Give again, word for word, each line below starting at the one that contains "use serde_json::json;" and ending at the one that contains "assert_eq!(row.attempts, 3);".

*Data shown*:
---+---
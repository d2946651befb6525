//! Outbox rows and the store abstraction the relay drives.
//!
//! # Lifecycle
//!
//! ```text
//!            claim                 publish ok
//! pending ──────────► processing ─────────────► sent      (terminal)
//!    ▲                    │  │
//!    │   publish failed   │  │   attempts exhausted
//!    └────────────────────┘  └─────────────────► dead     (terminal)
//!    ▲                    │
//!    │ processing timeout │
//!    └────────────────────┘   (requeue stuck)
//! ```
//!
//! Rows are created by the domain write path (see [`NewOutboxRecord`]) inside
//! the same transaction as the business row, mutated only by the relay, and
//! never deleted here.

use crate::error::StoreError;
use chrono::{DateTime, Utc};
use std::fmt;
use std::future::Future;
use std::pin::Pin;
use std::time::Duration;

/// Batch size used when a caller asks for zero rows.
pub const DEFAULT_BATCH_SIZE: usize = 50;

/// Processing timeout used when a caller passes a zero timeout.
pub const DEFAULT_PROCESSING_TIMEOUT: Duration = Duration::from_secs(30);

/// `last_error` written on rows recovered by [`OutboxStore::requeue_stuck`].
pub const PROCESSING_TIMEOUT_ERROR: &str = "processing timeout";

/// Boxed future returned by store operations.
pub type StoreFuture<'a, T> = Pin<Box<dyn Future<Output = Result<T, StoreError>> + Send + 'a>>;

/// Status of an outbox row.
#[derive(Debug, Clone, Copy, PartialEq, Eq, Hash)]
pub enum OutboxStatus {
    /// Waiting to be claimed (possibly after a retry delay).
    Pending,
    /// Claimed by exactly one relay instance.
    Processing,
    /// Published to the log.
    Sent,
    /// Gave up after exhausting attempts.
    Dead,
}

impl OutboxStatus {
    /// Convert status to database string representation.
    #[must_use]
    pub const fn as_str(&self) -> &'static str {
        match self {
            Self::Pending => "pending",
            Self::Processing => "processing",
            Self::Sent => "sent",
            Self::Dead => "dead",
        }
    }

    /// Parse status from database string.
    ///
    /// # Errors
    ///
    /// Returns [`StoreError::InvalidStatus`] if the string doesn't match a known status.
    pub fn parse(s: &str) -> Result<Self, StoreError> {
        match s {
            "pending" => Ok(Self::Pending),
            "processing" => Ok(Self::Processing),
            "sent" => Ok(Self::Sent),
            "dead" => Ok(Self::Dead),
            _ => Err(StoreError::InvalidStatus(format!("outbox status: {s}"))),
        }
    }

    /// `sent` and `dead` never change again.
    #[must_use]
    pub const fn is_terminal(&self) -> bool {
        matches!(self, Self::Sent | Self::Dead)
    }

    /// Guarded transitions of the outbox state machine.
    #[must_use]
    pub const fn can_transition_to(&self, next: Self) -> bool {
        matches!(
            (self, next),
            (Self::Pending, Self::Processing)
                | (Self::Processing, Self::Sent | Self::Pending | Self::Dead)
        )
    }
}

impl fmt::Display for OutboxStatus {
    fn fmt(&self, f: &mut fmt::Formatter<'_>) -> fmt::Result {
        f.write_str(self.as_str())
    }
}

/// One row of the outbox table.
#[derive(Debug, Clone, PartialEq)]
pub struct OutboxRecord {
    /// Storage-assigned identity
    pub id: i64,
    /// Caller-assigned, globally unique event identity
    pub event_id: String,
    /// Aggregate kind
    pub aggregate: String,
    /// Aggregate identity (partitioning key)
    pub aggregate_id: String,
    /// Event type
    pub event_type: String,
    /// Opaque payload
    pub payload: serde_json::Value,
    /// Current status
    pub status: OutboxStatus,
    /// Number of claims so far
    pub attempts: i32,
    /// When the domain write happened
    pub created_at: DateTime<Utc>,
    /// When the current claim started (only while processing)
    pub processing_started_at: Option<DateTime<Utc>>,
    /// When the row was published
    pub sent_at: Option<DateTime<Utc>>,
    /// Earliest time the row may be claimed again
    pub next_retry_at: DateTime<Utc>,
    /// Most recent failure
    pub last_error: Option<String>,
}

/// A row the domain write path inserts into the outbox.
///
/// Inserted with `status = 'pending'` and `attempts = 0`, in the same
/// transaction as the business write.
#[derive(Debug, Clone, PartialEq)]
pub struct NewOutboxRecord {
    /// Event identity carried into the envelope
    pub event_id: String,
    /// Aggregate kind
    pub aggregate: String,
    /// Aggregate identity
    pub aggregate_id: String,
    /// Event type
    pub event_type: String,
    /// Payload
    pub payload: serde_json::Value,
}

impl NewOutboxRecord {
    /// Create a row with a freshly generated (v4 UUID) event id.
    #[must_use]
    pub fn new(
        aggregate: impl Into<String>,
        aggregate_id: impl Into<String>,
        event_type: impl Into<String>,
        payload: serde_json::Value,
    ) -> Self {
        Self {
            event_id: uuid::Uuid::new_v4().to_string(),
            aggregate: aggregate.into(),
            aggregate_id: aggregate_id.into(),
            event_type: event_type.into(),
            payload,
        }
    }

    /// Use a caller-chosen event id instead of a generated one.
    #[must_use]
    pub fn with_event_id(mut self, event_id: impl Into<String>) -> Self {
        self.event_id = event_id.into();
        self
    }
}

/// Relational store behind the outbox relay.
///
/// Implementations must make every operation atomic at the row level. In
/// particular [`claim_pending`](Self::claim_pending) must let concurrently
/// running relays claim disjoint rows without blocking each other.
///
/// # Dyn Compatibility
///
/// Uses explicit `Pin<Box<dyn Future>>` returns so the relay can hold an
/// `Arc<dyn OutboxStore>`.
pub trait OutboxStore: Send + Sync {
    /// Claim up to `limit` due `pending` rows, oldest first.
    ///
    /// Claimed rows move to `processing`, get `processing_started_at = now`
    /// and `attempts + 1`. Nothing due yields an empty vector. A zero limit
    /// falls back to [`DEFAULT_BATCH_SIZE`].
    ///
    /// # Errors
    ///
    /// Returns [`StoreError`] if the claim fails.
    fn claim_pending(&self, limit: usize) -> StoreFuture<'_, Vec<OutboxRecord>>;

    /// `processing → sent`. Clears `processing_started_at` and `last_error`.
    ///
    /// # Errors
    ///
    /// Returns [`StoreError`] if the update fails.
    fn mark_sent(&self, id: i64) -> StoreFuture<'_, ()>;

    /// `processing → pending` with a retry time and the failure recorded.
    ///
    /// # Errors
    ///
    /// Returns [`StoreError`] if the update fails.
    fn mark_failed<'a>(
        &'a self,
        id: i64,
        next_retry_at: DateTime<Utc>,
        error: &'a str,
    ) -> StoreFuture<'a, ()>;

    /// `processing → dead`. No further retries.
    ///
    /// # Errors
    ///
    /// Returns [`StoreError`] if the update fails.
    fn mark_dead<'a>(&'a self, id: i64, error: &'a str) -> StoreFuture<'a, ()>;

    /// Force rows stuck in `processing` longer than `timeout` back to `pending`,
    /// due immediately. Returns how many rows were recovered. A zero timeout
    /// falls back to [`DEFAULT_PROCESSING_TIMEOUT`].
    ///
    /// # Errors
    ///
    /// Returns [`StoreError`] if the update fails.
    fn requeue_stuck(&self, timeout: Duration) -> StoreFuture<'_, u64>;

    /// Age in seconds of the oldest `pending` row, zero when none.
    ///
    /// # Errors
    ///
    /// Returns [`StoreError`] if the query fails.
    fn lag_seconds(&self) -> StoreFuture<'_, f64>;
}

#[cfg(test)]
#[allow(clippy::unwrap_used)] // Test code can use unwrap
mod tests {
    use super::*;

    #[test]
    fn status_roundtrip() {
        for status in [
            OutboxStatus::Pending,
            OutboxStatus::Processing,
            OutboxStatus::Sent,
            OutboxStatus::Dead,
        ] {
            assert_eq!(OutboxStatus::parse(status.as_str()).unwrap(), status);
        }
        assert!(OutboxStatus::parse("published").is_err());
    }

    #[test]
    fn terminal_states_have_no_exits() {
        for next in [
            OutboxStatus::Pending,
            OutboxStatus::Processing,
            OutboxStatus::Sent,
            OutboxStatus::Dead,
        ] {
            assert!(!OutboxStatus::Sent.can_transition_to(next));
            assert!(!OutboxStatus::Dead.can_transition_to(next));
        }
    }

    #[test]
    fn pending_only_moves_through_a_claim() {
        assert!(OutboxStatus::Pending.can_transition_to(OutboxStatus::Processing));
        assert!(!OutboxStatus::Pending.can_transition_to(OutboxStatus::Sent));
        assert!(!OutboxStatus::Pending.can_transition_to(OutboxStatus::Dead));
        assert!(OutboxStatus::Processing.can_transition_to(OutboxStatus::Pending));
    }

    #[test]
    fn new_records_get_distinct_event_ids() {
        let a = NewOutboxRecord::new("ticket", "T1", "ticket.created", serde_json::json!({}));
        let b = NewOutboxRecord::new("ticket", "T1", "ticket.created", serde_json::json!({}));
        assert_ne!(a.event_id, b.event_id);
        assert_eq!(a.with_event_id("fixed").event_id, "fixed");
    }
}
//! Relay state-machine scenarios against the in-memory outbox store.

#![allow(clippy::unwrap_used, clippy::expect_used)]

use outbox_core::environment::Clock;
use outbox_core::{NewOutboxRecord, OutboxStatus, OutboxStore, TransportErrorKind};
use outbox_runtime::{BackoffPolicy, OutboxRelay, RelayConfig, RelayMetrics};
use outbox_testing::{InMemoryOutboxStore, ManualClock, ScriptedProducer};
use serde_json::json;
use std::collections::HashSet;
use std::sync::Arc;
use std::time::Duration;

fn no_backoff() -> BackoffPolicy {
    BackoffPolicy::new(Duration::ZERO, Duration::ZERO, Duration::ZERO)
}

fn ticket_created(aggregate_id: &str) -> NewOutboxRecord {
    NewOutboxRecord::new(
        "ticket",
        aggregate_id,
        "ticket.created",
        json!({"title": "printer on fire", "request_id": "req-1"}),
    )
}

struct Harness {
    clock: Arc<ManualClock>,
    store: InMemoryOutboxStore,
    producer: ScriptedProducer,
}

impl Harness {
    fn new(producer: ScriptedProducer) -> Self {
        let clock = Arc::new(ManualClock::default());
        let store = InMemoryOutboxStore::new(clock.clone());
        Self {
            clock,
            store,
            producer,
        }
    }

    fn relay(&self, max_attempts: u32) -> OutboxRelay {
        let config = RelayConfig {
            max_attempts,
            ..RelayConfig::default()
        };
        OutboxRelay::new(
            Arc::new(self.store.clone()),
            Arc::new(self.producer.clone()),
            config,
        )
        .with_clock(self.clock.clone())
    }
}

#[tokio::test]
async fn row_is_sent_after_two_failed_publishes() {
    let harness =
        Harness::new(ScriptedProducer::new().failing_times(2, TransportErrorKind::Timeout));
    let relay = harness.relay(5);
    let id = harness.store.insert(ticket_created("T1"));

    let first = relay.tick().await.unwrap();
    assert_eq!((first.claimed, first.retried), (1, 1));

    // Not due until the 500ms floor has passed
    assert_eq!(relay.tick().await.unwrap().claimed, 0);

    harness.clock.advance(Duration::from_secs(1));
    assert_eq!(relay.tick().await.unwrap().retried, 1);

    harness.clock.advance(Duration::from_secs(2));
    assert_eq!(relay.tick().await.unwrap().sent, 1);

    let row = harness.store.get(id).unwrap();
    assert_eq!(row.status, OutboxStatus::Sent);
    assert_eq!(row.attempts, 3);
    assert!(row.sent_at.is_some());
    assert!(row.processing_started_at.is_none());
    assert_eq!(row.last_error, None);
    assert_eq!(harness.producer.attempts(), 3);
}

#[tokio::test]
async fn failed_publish_schedules_retry_with_backoff() {
    let harness = Harness::new(ScriptedProducer::new().failing_times(1, TransportErrorKind::Other));
    let relay = harness.relay(5);
    let id = harness.store.insert(ticket_created("T1"));
    let start = harness.clock.now();

    relay.tick().await.unwrap();

    let row = harness.store.get(id).unwrap();
    assert_eq!(row.status, OutboxStatus::Pending);
    assert_eq!(row.next_retry_at, start + chrono::Duration::milliseconds(500));
    assert!(row.last_error.unwrap().starts_with("publish: "));
}

#[tokio::test]
async fn exhausted_row_is_dead_lettered_and_marked_dead() {
    let producer = ScriptedProducer::new();
    producer.fail_always(TransportErrorKind::BrokenConnection);
    let harness = Harness::new(producer);

    let dead_letter = ScriptedProducer::new();
    dead_letter.fail_always(TransportErrorKind::ConnectionRefused);
    let metrics = Arc::new(RelayMetrics::new());
    let relay = harness
        .relay(2)
        .with_dead_letter(Arc::new(dead_letter.clone()))
        .with_metrics(metrics.clone());
    let id = harness.store.insert(ticket_created("T1"));

    assert_eq!(relay.tick().await.unwrap().retried, 1);
    harness.clock.advance(Duration::from_secs(1));
    assert_eq!(relay.tick().await.unwrap().dead, 1);

    let row = harness.store.get(id).unwrap();
    assert_eq!(row.status, OutboxStatus::Dead);
    assert_eq!(row.attempts, 2);
    assert!(!row.last_error.unwrap_or_default().is_empty());

    // Dead-letter publish failed, but the row was still buried
    assert_eq!(dead_letter.attempts(), 1);

    let snapshot = metrics.snapshot();
    assert_eq!(snapshot.claimed, 2);
    assert_eq!(snapshot.failed, 1);
    assert_eq!(snapshot.dead, 1);
    assert_eq!(snapshot.published, 0);

    // Terminal: never claimed again
    harness.clock.advance(Duration::from_secs(120));
    assert_eq!(relay.tick().await.unwrap().claimed, 0);
}

#[tokio::test]
async fn dead_letter_record_carries_error_and_envelope() {
    let producer = ScriptedProducer::new();
    producer.fail_always(TransportErrorKind::Other);
    let harness = Harness::new(producer);
    let dead_letter = ScriptedProducer::new();
    let relay = harness
        .relay(1)
        .with_dead_letter(Arc::new(dead_letter.clone()));
    harness.store.insert(ticket_created("T7"));

    relay.tick().await.unwrap();

    let published = dead_letter.published();
    assert_eq!(published.len(), 1);
    assert_eq!(published[0].key, b"T7");

    let record = published[0].json().unwrap();
    assert!(record["error"].as_str().unwrap().starts_with("publish: "));
    assert_eq!(record["envelope"]["aggregate_id"], "T7");
    assert_eq!(record["envelope"]["event_type"], "ticket.created");
}

#[tokio::test]
async fn zero_max_attempts_retries_forever() {
    let producer = ScriptedProducer::new();
    producer.fail_always(TransportErrorKind::Timeout);
    let harness = Harness::new(producer);
    let relay = harness.relay(0).with_backoff(no_backoff());
    let id = harness.store.insert(ticket_created("T1"));

    for _ in 0..20 {
        relay.tick().await.unwrap();
    }

    let row = harness.store.get(id).unwrap();
    assert_eq!(row.status, OutboxStatus::Pending);
    assert_eq!(row.attempts, 20);
}

#[tokio::test]
async fn published_envelope_is_keyed_by_aggregate() {
    let harness = Harness::new(ScriptedProducer::new());
    let relay = harness.relay(5);
    harness.store.insert(ticket_created("T1"));
    harness.store.insert(ticket_created("T2"));

    assert_eq!(relay.tick().await.unwrap().sent, 2);

    let published = harness.producer.published();
    let keys: Vec<&[u8]> = published.iter().map(|m| m.key.as_slice()).collect();
    assert_eq!(keys, vec![b"T1".as_slice(), b"T2".as_slice()]);

    let envelope = published[0].json().unwrap();
    assert_eq!(envelope["aggregate"], "ticket");
    assert_eq!(envelope["request_id"], "req-1");
    assert_eq!(envelope["payload"]["title"], "printer on fire");
    assert!(!envelope["event_id"].as_str().unwrap().is_empty());
}

#[tokio::test]
async fn concurrent_relays_never_claim_the_same_row() {
    let harness = Harness::new(ScriptedProducer::new());
    for n in 0..25 {
        harness.store.insert(ticket_created(&format!("T{n}")));
    }
    let config = RelayConfig {
        batch_size: 10,
        ..RelayConfig::default()
    };
    let a = OutboxRelay::new(
        Arc::new(harness.store.clone()),
        Arc::new(harness.producer.clone()),
        config,
    );
    let b = OutboxRelay::new(
        Arc::new(harness.store.clone()),
        Arc::new(harness.producer.clone()),
        config,
    );

    let (ra, rb) = tokio::join!(a.tick(), b.tick());
    assert_eq!(ra.unwrap().claimed + rb.unwrap().claimed, 20);

    let (ra, rb) = tokio::join!(a.tick(), b.tick());
    assert_eq!(ra.unwrap().claimed + rb.unwrap().claimed, 5);

    let published = harness.producer.published();
    let event_ids: HashSet<String> = published
        .iter()
        .map(|m| m.json().unwrap()["event_id"].as_str().unwrap().to_string())
        .collect();
    assert_eq!(published.len(), 25);
    assert_eq!(event_ids.len(), 25);
    assert_eq!(harness.store.count(OutboxStatus::Sent), 25);
}

#[tokio::test]
async fn rows_orphaned_by_a_crashed_relay_are_recovered() {
    let harness = Harness::new(ScriptedProducer::new());
    let relay = harness.relay(5);
    let id = harness.store.insert(ticket_created("T1"));

    // Another relay claims the row and dies before recording an outcome
    assert_eq!(harness.store.claim_pending(10).await.unwrap().len(), 1);

    let report = relay.tick().await.unwrap();
    assert_eq!((report.requeued, report.claimed), (0, 0));

    harness.clock.advance(Duration::from_secs(31));
    let report = relay.tick().await.unwrap();
    assert_eq!(report.requeued, 1);
    assert_eq!(report.sent, 1);

    let row = harness.store.get(id).unwrap();
    assert_eq!(row.status, OutboxStatus::Sent);
    assert_eq!(row.attempts, 2);
    assert_eq!(relay.metrics().snapshot().requeued, 1);
}

#[tokio::test]
async fn store_outage_aborts_the_tick() {
    let harness = Harness::new(ScriptedProducer::new());
    let relay = harness.relay(5);
    harness.store.insert(ticket_created("T1"));

    harness.store.set_unavailable(true);
    assert!(relay.tick().await.is_err());
    assert_eq!(harness.producer.attempts(), 0);

    harness.store.set_unavailable(false);
    assert_eq!(relay.tick().await.unwrap().sent, 1);
}

#[tokio::test]
async fn lag_gauge_is_refreshed_each_tick() {
    let producer = ScriptedProducer::new();
    producer.fail_always(TransportErrorKind::Timeout);
    let harness = Harness::new(producer);
    let relay = harness.relay(0);
    harness.store.insert(ticket_created("T1"));

    relay.tick().await.unwrap();
    harness.clock.advance(Duration::from_secs(10));
    relay.tick().await.unwrap();

    assert!((relay.metrics().snapshot().lag_seconds - 10.0).abs() < 1e-9);
}

#[tokio::test]
async fn run_stops_on_shutdown() {
    let harness = Harness::new(ScriptedProducer::new());
    let config = RelayConfig {
        poll_interval: Duration::from_millis(10),
        ..RelayConfig::default()
    };
    let relay = OutboxRelay::new(
        Arc::new(harness.store.clone()),
        Arc::new(harness.producer.clone()),
        config,
    )
    .with_clock(harness.clock.clone());
    harness.store.insert(ticket_created("T1"));

    let (tx, rx) = tokio::sync::broadcast::channel(1);
    let task = tokio::spawn(async move { relay.run(rx).await });

    tokio::time::timeout(Duration::from_secs(5), async {
        while harness.store.count(OutboxStatus::Sent) == 0 {
            tokio::time::sleep(Duration::from_millis(5)).await;
        }
    })
    .await
    .expect("row should be published");

    tx.send(()).unwrap();
    tokio::time::timeout(Duration::from_secs(5), task)
        .await
        .expect("relay should stop")
        .unwrap();
}
//! sieve keyword configuration loading and validation.
//!
//! This crate provides:
//! - The `sieve.json` manifest naming keyword lists and inline words
//! - Config resolution (CLI → env → XDG → system → defaults)
//! - Semantic validation
//! - Loading a manifest into a [`sieve_core::Matcher`]

pub mod manifest;
pub mod resolve;
pub mod validate;

pub use manifest::{KeywordConfig, KeywordEntry, KeywordList, LoadSummary, SourceOutcome};
pub use resolve::{load_config, resolve_config, ConfigPaths, ConfigSource};
pub use validate::{validate_config, ConfigError, ValidationResult};

/// Schema version for configuration files.
pub const CONFIG_SCHEMA_VERSION: &str = "1.0.0";
//! Support modules for the `sieve` command-line tool.

pub mod exit_codes;
pub mod logging;
pub mod output;

pub use exit_codes::ExitCode;
pub use output::OutputFormat;
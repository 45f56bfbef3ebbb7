//! Exit codes for the sieve CLI.
//!
//! Exit code ranges:
//! - 0-9: Operational outcomes (parse outcome from code, not output)
//! - 10-19: User/environment errors (recoverable by user action)
//! - 20-29: Internal errors

/// Exit codes for sieve operations.
#[derive(Debug, Clone, Copy, PartialEq, Eq)]
#[repr(i32)]
pub enum ExitCode {
    /// Nothing matched / every pattern accepted
    Clean = 0,

    /// At least one keyword matched
    MatchesFound = 1,

    /// Some configured patterns were rejected
    PatternsRejected = 2,

    /// Invalid arguments
    ArgsError = 10,

    /// Configuration could not be resolved, parsed or validated
    ConfigError = 11,

    /// A keyword list or the input text could not be read
    IoError = 12,

    /// Internal error (bug - please report)
    InternalError = 20,
}

impl ExitCode {
    /// Convert to i32 for process exit.
    pub fn as_i32(self) -> i32 {
        self as i32
    }

    /// Operational outcome rather than an error (codes 0-9).
    pub fn is_operational(self) -> bool {
        (self as i32) < 10
    }

    /// Check if this exit code indicates any error requiring attention.
    pub fn is_error(self) -> bool {
        (self as i32) >= 10
    }

    /// Get the code name as a string constant (for JSON output).
    pub fn code_name(&self) -> &'static str {
        match self {
            ExitCode::Clean => "OK_CLEAN",
            ExitCode::MatchesFound => "OK_MATCHES",
            ExitCode::PatternsRejected => "OK_REJECTED",
            ExitCode::ArgsError => "ERR_ARGS",
            ExitCode::ConfigError => "ERR_CONFIG",
            ExitCode::IoError => "ERR_IO",
            ExitCode::InternalError => "ERR_INTERNAL",
        }
    }
}

impl From<&sieve_config::ConfigError> for ExitCode {
    fn from(err: &sieve_config::ConfigError) -> Self {
        match err {
            sieve_config::ConfigError::ListLoad { .. } => ExitCode::IoError,
            _ => ExitCode::ConfigError,
        }
    }
}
---+---
*Solution to the problem*:
use serde_json::json;
use std::collections::HashSet;
use std::sync::Arc;
use std::time::Duration;

fn no_backoff() -> BackoffPolicy {
    BackoffPolicy::new(Duration::ZERO, Duration::ZERO, Duration::ZERO)
}

fn ticket_created(aggregate_id: &str) -> NewOutboxRecord {
    NewOutboxRecord::new(
        "ticket",
        aggregate_id,
        "ticket.created",
        json!({"title": "printer on fire", "request_id": "req-1"}),
    )
}

struct Harness {
    clock: Arc<ManualClock>,
    store: InMemoryOutboxStore,
    producer: ScriptedProducer,
}

impl Harness {
    fn new(producer: ScriptedProducer) -> Self {
        let clock = Arc::new(ManualClock::default());
        let store = InMemoryOutboxStore::new(clock.clone());
        Self {
            clock,
            store,
            producer,
        }
    }

    fn relay(&self, max_attempts: u32) -> OutboxRelay {
        let config = RelayConfig {
            max_attempts,
            ..RelayConfig::default()
        };
        OutboxRelay::new(
            Arc::new(self.store.clone()),
            Arc::new(self.producer.clone()),
            config,
        )
        .with_clock(self.clock.clone())
    }
}

#[tokio::test]
async fn row_is_sent_after_two_failed_publishes() {
    let harness =
        Harness::new(ScriptedProducer::new().failing_times(2, TransportErrorKind::Timeout));
    let relay = harness.relay(5);
    let id = harness.store.insert(ticket_created("T1"));

    let first = relay.tick().await.unwrap();
    assert_eq!((first.claimed, first.retried), (1, 1));

    // Not due until the 500ms floor has passed
    assert_eq!(relay.tick().await.unwrap().claimed, 0);

    harness.clock.advance(Duration::from_secs(1));
    assert_eq!(relay.tick().await.unwrap().retried, 1);

    harness.clock.advance(Duration::from_secs(2));
    assert_eq!(relay.tick().await.unwrap().sent, 1);

    let row = harness.store.get(id).unwrap();
    assert_eq!(row.status, OutboxStatus::Sent);
    assert_eq!(row.attempts, 3);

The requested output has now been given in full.